[Exercise data]

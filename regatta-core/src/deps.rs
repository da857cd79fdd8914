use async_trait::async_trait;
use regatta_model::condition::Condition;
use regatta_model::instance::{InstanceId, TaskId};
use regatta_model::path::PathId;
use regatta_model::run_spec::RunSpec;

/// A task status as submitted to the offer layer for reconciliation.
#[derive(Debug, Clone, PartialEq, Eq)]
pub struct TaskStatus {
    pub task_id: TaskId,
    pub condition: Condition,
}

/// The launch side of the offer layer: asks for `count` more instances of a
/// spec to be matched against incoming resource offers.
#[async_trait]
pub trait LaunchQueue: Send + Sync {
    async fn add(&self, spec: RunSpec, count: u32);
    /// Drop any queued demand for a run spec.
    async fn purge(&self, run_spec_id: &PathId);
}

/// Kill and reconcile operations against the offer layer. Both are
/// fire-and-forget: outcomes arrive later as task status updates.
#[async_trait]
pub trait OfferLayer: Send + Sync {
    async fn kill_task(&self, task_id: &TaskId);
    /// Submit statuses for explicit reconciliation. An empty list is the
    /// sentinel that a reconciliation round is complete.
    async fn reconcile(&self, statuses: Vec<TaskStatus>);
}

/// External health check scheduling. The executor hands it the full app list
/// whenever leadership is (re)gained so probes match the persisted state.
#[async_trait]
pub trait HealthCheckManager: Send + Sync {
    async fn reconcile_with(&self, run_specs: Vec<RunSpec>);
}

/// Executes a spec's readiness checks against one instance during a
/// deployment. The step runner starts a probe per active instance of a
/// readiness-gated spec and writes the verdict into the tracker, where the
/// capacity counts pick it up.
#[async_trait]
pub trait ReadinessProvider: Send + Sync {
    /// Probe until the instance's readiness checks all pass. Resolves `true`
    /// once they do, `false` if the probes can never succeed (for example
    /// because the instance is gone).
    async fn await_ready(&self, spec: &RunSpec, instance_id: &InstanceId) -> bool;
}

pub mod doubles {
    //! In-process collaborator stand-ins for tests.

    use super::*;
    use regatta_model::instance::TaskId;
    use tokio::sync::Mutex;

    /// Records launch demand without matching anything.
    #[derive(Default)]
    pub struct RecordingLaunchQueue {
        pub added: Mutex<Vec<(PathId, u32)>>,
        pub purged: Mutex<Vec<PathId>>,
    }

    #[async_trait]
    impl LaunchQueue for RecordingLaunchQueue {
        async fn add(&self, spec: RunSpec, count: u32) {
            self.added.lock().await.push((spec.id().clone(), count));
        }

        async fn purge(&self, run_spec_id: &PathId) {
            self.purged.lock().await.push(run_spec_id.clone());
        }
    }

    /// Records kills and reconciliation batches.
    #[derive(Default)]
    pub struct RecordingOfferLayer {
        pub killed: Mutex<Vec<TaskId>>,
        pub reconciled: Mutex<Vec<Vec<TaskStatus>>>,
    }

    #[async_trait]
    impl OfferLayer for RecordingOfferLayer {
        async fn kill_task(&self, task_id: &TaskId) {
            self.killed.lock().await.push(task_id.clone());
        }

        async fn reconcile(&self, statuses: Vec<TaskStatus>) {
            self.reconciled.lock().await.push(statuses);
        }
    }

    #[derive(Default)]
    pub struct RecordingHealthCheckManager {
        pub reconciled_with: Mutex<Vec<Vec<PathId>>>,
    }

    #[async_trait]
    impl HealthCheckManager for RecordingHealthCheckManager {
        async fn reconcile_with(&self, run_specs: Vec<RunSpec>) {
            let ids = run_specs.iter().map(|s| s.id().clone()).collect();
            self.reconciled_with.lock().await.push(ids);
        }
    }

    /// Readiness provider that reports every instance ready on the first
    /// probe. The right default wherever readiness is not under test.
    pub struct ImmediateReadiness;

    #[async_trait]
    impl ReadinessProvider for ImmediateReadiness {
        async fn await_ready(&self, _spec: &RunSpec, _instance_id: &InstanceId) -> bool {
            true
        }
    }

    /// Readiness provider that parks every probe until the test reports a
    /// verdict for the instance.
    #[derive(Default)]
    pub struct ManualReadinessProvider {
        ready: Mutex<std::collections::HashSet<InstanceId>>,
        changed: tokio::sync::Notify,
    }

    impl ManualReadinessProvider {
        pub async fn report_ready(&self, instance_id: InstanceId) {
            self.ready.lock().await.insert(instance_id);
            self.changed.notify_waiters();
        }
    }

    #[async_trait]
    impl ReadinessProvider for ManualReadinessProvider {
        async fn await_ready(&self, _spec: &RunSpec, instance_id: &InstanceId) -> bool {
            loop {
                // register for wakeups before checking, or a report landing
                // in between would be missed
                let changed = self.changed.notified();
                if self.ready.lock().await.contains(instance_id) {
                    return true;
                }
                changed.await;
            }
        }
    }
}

[/Exercise data]
[Exercise data]

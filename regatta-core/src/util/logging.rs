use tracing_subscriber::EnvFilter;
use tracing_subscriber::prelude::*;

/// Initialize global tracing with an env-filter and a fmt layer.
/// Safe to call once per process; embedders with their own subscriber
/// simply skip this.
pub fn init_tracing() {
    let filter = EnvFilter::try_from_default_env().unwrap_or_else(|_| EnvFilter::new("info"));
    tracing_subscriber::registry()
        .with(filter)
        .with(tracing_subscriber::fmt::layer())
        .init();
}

[/Exercise data]

## Brief
In the listing above, find the line containing "filename regatta-core/src/deps.rs" and the line containing "list is the", then repeat those two lines and everything between them exactly.

## Written response
filename regatta-core/src/deps.rs
repository da857cd79fdd8914
use async_trait::async_trait;
use regatta_model::condition::Condition;
use regatta_model::instance::{InstanceId, TaskId};
use regatta_model::path::PathId;
use regatta_model::run_spec::RunSpec;

/// A task status as submitted to the offer layer for reconciliation.
#[derive(Debug, Clone, PartialEq, Eq)]
pub struct TaskStatus {
    pub task_id: TaskId,
    pub condition: Condition,
}

/// The launch side of the offer layer: asks for `count` more instances of a
/// spec to be matched against incoming resource offers.
#[async_trait]
pub trait LaunchQueue: Send + Sync {
    async fn add(&self, spec: RunSpec, count: u32);
    /// Drop any queued demand for a run spec.
    async fn purge(&self, run_spec_id: &PathId);
}

/// Kill and reconcile operations against the offer layer. Both are
/// fire-and-forget: outcomes arrive later as task status updates.
#[async_trait]
pub trait OfferLayer: Send + Sync {
    async fn kill_task(&self, task_id: &TaskId);
    /// Submit statuses for explicit reconciliation. An empty list is the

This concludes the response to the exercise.